** Recorded information follows **
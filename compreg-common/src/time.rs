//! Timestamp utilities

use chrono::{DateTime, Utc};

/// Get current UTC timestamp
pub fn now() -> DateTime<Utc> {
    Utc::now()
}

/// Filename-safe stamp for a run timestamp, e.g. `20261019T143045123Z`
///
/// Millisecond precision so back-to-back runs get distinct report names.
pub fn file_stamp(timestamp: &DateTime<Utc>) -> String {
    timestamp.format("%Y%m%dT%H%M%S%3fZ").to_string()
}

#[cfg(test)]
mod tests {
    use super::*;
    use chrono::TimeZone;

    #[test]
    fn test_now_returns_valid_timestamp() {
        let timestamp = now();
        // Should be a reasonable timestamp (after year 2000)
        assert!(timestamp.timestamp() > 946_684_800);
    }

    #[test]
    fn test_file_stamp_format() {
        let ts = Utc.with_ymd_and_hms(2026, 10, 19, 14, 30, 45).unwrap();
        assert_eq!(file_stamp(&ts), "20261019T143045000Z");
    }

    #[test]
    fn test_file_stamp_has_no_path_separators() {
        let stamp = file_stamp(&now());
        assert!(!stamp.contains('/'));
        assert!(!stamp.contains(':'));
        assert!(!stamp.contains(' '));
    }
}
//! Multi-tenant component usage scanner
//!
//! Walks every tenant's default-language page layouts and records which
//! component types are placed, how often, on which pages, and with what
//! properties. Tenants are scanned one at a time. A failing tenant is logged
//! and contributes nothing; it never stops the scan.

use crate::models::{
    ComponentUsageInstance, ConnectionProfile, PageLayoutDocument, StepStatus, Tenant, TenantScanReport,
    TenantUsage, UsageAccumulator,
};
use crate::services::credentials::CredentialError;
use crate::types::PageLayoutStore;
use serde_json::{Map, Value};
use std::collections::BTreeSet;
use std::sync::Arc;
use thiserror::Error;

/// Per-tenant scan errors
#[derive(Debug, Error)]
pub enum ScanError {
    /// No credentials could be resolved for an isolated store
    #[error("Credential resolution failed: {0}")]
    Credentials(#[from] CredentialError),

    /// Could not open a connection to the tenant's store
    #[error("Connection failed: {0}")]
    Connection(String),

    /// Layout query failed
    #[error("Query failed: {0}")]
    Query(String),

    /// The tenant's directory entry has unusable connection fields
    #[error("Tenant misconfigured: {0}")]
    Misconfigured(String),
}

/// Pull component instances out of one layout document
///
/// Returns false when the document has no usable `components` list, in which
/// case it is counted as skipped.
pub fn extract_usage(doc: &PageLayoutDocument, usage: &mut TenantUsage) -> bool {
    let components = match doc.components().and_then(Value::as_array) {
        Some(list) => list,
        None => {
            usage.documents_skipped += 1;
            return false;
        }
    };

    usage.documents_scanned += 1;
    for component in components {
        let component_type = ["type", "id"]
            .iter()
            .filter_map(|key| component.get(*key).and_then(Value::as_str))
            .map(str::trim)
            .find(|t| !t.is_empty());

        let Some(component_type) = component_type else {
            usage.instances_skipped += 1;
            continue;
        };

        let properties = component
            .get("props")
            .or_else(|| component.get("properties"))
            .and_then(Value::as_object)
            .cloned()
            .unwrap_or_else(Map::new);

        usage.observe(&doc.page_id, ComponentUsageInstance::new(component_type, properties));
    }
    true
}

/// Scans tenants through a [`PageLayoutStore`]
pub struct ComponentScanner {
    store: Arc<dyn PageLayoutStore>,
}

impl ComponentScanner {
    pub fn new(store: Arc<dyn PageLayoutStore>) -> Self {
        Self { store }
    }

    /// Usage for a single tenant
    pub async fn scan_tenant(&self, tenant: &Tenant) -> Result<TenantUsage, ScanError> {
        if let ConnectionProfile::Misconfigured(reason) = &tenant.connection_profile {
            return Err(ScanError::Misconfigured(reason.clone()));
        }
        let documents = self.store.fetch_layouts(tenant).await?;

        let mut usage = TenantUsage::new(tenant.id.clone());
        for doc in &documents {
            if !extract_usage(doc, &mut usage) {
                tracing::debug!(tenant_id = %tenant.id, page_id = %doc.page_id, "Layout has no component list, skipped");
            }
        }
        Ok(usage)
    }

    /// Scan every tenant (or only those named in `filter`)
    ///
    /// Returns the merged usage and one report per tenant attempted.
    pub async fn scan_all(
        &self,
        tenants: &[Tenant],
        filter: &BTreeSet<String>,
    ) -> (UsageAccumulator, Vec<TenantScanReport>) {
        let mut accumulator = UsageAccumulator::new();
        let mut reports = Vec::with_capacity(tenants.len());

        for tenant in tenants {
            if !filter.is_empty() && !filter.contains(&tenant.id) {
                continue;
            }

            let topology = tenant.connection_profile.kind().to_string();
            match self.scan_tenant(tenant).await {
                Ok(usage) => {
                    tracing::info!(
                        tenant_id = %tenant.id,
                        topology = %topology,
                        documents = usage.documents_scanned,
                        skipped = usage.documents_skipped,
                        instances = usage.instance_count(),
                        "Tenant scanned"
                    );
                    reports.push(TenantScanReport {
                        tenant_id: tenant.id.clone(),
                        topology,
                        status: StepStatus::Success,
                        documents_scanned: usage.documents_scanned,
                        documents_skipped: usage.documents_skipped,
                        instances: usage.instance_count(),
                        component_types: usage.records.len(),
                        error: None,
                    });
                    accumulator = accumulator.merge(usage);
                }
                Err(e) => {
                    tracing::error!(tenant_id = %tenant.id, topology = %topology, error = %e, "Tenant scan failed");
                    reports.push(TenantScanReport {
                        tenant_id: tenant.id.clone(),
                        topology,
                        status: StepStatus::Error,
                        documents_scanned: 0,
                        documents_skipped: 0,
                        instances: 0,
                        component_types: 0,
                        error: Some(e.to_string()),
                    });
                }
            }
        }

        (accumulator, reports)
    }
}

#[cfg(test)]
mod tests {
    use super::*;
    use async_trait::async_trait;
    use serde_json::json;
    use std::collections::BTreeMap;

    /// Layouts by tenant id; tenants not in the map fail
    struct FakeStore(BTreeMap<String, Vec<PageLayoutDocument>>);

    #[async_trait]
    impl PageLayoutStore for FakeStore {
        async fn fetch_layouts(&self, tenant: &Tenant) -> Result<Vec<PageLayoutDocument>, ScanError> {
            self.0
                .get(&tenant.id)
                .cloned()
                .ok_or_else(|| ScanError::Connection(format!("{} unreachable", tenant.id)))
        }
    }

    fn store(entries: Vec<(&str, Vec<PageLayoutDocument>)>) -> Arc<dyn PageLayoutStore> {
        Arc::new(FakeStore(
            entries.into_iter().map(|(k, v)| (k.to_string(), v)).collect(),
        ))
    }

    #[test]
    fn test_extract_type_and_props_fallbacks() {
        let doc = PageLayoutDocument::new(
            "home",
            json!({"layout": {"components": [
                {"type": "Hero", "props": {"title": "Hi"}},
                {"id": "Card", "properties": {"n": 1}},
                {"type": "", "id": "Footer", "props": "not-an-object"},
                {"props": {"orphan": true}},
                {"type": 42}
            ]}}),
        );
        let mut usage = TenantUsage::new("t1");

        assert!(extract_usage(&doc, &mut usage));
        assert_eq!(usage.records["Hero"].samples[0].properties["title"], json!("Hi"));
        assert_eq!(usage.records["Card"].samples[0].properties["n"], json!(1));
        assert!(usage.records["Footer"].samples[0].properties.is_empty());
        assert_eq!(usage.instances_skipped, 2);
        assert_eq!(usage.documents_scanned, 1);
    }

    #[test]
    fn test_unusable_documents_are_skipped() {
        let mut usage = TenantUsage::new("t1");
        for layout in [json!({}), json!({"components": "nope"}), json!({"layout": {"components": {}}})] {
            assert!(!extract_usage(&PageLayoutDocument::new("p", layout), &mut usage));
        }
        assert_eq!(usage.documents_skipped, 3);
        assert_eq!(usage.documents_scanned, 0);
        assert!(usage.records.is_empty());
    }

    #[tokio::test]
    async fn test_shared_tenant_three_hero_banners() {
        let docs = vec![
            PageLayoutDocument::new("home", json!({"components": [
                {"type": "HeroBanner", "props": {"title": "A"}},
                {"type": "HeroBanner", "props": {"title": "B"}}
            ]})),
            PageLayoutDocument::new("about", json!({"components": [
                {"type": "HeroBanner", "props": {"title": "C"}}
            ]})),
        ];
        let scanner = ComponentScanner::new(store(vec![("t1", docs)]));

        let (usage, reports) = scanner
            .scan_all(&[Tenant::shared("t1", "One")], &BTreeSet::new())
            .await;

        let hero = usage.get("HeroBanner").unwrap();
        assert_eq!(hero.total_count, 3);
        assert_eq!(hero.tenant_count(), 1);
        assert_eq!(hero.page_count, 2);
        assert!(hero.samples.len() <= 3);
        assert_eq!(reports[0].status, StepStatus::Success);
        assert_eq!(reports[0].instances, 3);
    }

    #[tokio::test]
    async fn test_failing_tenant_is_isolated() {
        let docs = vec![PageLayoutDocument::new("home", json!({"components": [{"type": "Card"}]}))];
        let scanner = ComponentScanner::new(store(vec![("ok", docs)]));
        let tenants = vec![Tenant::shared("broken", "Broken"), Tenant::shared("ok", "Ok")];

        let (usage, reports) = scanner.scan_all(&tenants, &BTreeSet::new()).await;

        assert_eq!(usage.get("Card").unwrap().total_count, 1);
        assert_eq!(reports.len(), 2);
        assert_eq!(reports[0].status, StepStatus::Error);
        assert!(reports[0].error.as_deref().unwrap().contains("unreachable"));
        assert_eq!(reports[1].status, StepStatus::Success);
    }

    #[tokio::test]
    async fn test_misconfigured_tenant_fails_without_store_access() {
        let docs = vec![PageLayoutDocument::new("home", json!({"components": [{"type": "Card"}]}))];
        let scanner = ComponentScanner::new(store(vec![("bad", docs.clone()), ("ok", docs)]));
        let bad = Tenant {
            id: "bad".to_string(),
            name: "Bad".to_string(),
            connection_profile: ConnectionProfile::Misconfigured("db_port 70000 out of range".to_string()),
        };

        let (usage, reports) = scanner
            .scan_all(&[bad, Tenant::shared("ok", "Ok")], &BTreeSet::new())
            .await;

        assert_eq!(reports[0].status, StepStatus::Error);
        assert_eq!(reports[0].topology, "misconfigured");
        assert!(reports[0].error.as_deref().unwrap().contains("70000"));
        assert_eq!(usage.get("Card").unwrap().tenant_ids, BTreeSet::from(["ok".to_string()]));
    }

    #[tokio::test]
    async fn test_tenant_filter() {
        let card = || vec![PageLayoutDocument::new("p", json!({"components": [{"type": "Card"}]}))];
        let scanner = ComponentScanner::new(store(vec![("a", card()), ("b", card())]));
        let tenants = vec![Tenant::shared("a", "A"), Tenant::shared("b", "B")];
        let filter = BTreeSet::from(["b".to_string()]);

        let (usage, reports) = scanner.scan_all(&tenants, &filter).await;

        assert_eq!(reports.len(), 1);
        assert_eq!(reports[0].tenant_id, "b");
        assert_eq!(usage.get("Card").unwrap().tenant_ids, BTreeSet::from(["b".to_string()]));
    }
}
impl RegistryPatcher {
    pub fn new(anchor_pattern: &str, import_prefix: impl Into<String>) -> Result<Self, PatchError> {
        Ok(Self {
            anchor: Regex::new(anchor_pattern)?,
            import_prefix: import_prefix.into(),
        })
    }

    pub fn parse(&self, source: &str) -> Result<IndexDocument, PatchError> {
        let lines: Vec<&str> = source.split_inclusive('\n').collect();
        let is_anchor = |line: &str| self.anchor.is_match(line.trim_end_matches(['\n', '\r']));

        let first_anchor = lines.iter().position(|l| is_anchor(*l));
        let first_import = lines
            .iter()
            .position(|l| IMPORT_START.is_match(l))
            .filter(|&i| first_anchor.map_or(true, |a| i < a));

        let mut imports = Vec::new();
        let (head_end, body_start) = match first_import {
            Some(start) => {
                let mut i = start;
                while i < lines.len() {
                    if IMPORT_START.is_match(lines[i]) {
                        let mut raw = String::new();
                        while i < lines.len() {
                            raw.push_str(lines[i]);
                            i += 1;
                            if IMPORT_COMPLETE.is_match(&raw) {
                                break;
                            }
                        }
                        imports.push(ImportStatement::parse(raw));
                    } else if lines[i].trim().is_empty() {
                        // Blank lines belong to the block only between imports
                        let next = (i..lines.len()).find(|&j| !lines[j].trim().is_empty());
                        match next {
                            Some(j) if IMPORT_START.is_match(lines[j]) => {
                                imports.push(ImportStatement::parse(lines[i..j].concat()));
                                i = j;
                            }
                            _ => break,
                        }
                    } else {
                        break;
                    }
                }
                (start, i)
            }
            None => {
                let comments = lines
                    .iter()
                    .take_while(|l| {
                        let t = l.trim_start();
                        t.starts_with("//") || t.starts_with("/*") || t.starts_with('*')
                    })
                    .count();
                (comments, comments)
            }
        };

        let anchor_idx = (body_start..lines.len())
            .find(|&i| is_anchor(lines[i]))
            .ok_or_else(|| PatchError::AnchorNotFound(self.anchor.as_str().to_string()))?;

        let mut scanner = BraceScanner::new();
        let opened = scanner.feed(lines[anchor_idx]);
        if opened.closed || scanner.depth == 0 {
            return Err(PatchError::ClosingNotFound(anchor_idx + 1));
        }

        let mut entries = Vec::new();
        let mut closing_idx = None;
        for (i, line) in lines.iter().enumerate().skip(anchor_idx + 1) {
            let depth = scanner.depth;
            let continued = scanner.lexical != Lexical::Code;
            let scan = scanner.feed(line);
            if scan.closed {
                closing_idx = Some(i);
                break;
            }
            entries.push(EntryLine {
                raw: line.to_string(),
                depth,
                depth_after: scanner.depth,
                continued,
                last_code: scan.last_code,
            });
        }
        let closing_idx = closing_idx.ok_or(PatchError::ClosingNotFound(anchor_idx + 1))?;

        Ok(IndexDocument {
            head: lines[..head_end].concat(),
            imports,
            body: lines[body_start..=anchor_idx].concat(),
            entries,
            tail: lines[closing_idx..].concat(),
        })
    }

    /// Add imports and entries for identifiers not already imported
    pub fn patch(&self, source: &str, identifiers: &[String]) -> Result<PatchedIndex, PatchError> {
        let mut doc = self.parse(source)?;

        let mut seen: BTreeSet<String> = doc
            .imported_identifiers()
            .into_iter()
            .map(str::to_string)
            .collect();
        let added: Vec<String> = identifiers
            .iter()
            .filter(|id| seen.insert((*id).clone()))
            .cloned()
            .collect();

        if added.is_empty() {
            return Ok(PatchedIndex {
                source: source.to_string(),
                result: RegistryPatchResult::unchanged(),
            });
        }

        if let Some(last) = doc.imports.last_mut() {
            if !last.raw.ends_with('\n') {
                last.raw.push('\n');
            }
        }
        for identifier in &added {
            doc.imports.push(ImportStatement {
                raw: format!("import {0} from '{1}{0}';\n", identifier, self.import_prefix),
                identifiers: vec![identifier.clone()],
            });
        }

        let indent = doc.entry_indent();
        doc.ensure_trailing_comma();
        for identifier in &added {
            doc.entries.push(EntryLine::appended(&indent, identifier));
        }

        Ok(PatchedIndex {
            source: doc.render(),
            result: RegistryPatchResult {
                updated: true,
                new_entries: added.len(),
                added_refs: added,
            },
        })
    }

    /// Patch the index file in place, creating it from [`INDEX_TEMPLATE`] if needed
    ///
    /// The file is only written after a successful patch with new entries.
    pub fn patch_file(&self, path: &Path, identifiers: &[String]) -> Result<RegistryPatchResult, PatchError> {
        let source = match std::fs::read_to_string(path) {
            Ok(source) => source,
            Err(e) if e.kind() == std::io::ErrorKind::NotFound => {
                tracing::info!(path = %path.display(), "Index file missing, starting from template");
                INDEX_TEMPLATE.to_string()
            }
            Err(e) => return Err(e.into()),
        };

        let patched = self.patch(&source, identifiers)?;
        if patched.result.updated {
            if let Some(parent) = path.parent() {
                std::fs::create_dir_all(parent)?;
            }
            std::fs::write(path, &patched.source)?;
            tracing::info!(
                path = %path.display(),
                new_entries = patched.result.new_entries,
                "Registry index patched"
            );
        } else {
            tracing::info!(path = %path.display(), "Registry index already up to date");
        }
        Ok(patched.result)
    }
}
** End of Recorded information **
** Recorded information follows **
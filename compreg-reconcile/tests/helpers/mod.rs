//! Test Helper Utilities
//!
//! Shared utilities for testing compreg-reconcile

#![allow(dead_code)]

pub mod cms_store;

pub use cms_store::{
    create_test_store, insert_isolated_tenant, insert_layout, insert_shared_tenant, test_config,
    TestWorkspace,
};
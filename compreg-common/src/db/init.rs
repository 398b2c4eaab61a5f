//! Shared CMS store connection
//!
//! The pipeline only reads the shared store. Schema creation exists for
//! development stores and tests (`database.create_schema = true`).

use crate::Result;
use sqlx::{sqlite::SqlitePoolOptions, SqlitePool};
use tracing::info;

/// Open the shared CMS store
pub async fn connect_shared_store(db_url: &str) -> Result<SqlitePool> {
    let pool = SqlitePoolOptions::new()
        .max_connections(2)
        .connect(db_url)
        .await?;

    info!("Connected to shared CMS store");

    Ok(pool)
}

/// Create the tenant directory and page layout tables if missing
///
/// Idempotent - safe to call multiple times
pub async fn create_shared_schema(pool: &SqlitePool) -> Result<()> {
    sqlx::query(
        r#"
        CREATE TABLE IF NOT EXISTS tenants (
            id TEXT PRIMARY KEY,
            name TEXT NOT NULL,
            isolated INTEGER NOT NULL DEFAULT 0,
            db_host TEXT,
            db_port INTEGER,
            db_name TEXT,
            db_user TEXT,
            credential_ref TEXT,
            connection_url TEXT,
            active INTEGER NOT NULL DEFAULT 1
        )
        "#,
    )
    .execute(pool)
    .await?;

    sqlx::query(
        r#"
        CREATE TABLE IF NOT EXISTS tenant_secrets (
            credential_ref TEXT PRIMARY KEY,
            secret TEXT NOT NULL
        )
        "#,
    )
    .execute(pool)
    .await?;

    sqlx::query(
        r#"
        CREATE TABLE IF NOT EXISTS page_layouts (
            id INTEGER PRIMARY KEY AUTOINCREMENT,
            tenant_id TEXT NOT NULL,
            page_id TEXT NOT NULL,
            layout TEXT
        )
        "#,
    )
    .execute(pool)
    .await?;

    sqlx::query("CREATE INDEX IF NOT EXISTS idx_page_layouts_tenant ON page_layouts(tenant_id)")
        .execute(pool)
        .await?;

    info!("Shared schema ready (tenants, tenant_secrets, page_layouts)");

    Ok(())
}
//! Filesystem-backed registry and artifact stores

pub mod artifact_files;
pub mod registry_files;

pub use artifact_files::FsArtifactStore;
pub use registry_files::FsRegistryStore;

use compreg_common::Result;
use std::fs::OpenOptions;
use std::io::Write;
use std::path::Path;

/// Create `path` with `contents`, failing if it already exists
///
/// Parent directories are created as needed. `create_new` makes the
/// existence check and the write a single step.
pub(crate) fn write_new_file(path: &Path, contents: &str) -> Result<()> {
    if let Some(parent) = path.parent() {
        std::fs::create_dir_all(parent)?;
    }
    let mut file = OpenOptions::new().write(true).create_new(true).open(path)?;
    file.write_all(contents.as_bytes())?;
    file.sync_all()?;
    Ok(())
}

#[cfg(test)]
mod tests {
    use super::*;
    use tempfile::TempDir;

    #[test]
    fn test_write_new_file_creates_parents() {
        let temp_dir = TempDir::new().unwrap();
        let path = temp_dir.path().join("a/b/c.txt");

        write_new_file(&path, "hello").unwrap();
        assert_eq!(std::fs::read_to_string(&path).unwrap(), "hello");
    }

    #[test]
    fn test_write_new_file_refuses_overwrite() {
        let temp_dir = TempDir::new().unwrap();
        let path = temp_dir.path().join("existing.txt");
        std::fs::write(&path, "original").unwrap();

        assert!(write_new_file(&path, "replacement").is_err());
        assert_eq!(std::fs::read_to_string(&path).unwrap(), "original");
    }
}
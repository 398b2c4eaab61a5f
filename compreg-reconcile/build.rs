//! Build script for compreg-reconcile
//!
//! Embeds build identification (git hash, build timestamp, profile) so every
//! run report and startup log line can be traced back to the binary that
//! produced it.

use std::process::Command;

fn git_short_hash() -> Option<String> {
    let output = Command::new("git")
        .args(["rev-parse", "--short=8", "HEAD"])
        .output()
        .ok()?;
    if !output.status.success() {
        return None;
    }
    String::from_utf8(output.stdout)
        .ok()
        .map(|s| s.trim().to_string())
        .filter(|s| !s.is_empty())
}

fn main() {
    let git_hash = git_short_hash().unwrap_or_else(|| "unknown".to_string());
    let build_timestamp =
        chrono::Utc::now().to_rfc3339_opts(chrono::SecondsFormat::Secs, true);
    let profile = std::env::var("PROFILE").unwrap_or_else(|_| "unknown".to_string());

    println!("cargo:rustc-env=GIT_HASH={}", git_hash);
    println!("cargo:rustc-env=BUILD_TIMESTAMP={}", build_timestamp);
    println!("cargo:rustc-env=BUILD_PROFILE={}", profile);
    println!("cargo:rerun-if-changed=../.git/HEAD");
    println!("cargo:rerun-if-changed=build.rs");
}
** End of Recorded information **
[To do]: For each line in the data that contains the string "original", give a copy of that line.

[Exercise solution]:
        std::fs::write(&path, "original").unwrap();
        assert_eq!(std::fs::read_to_string(&path).unwrap(), "original");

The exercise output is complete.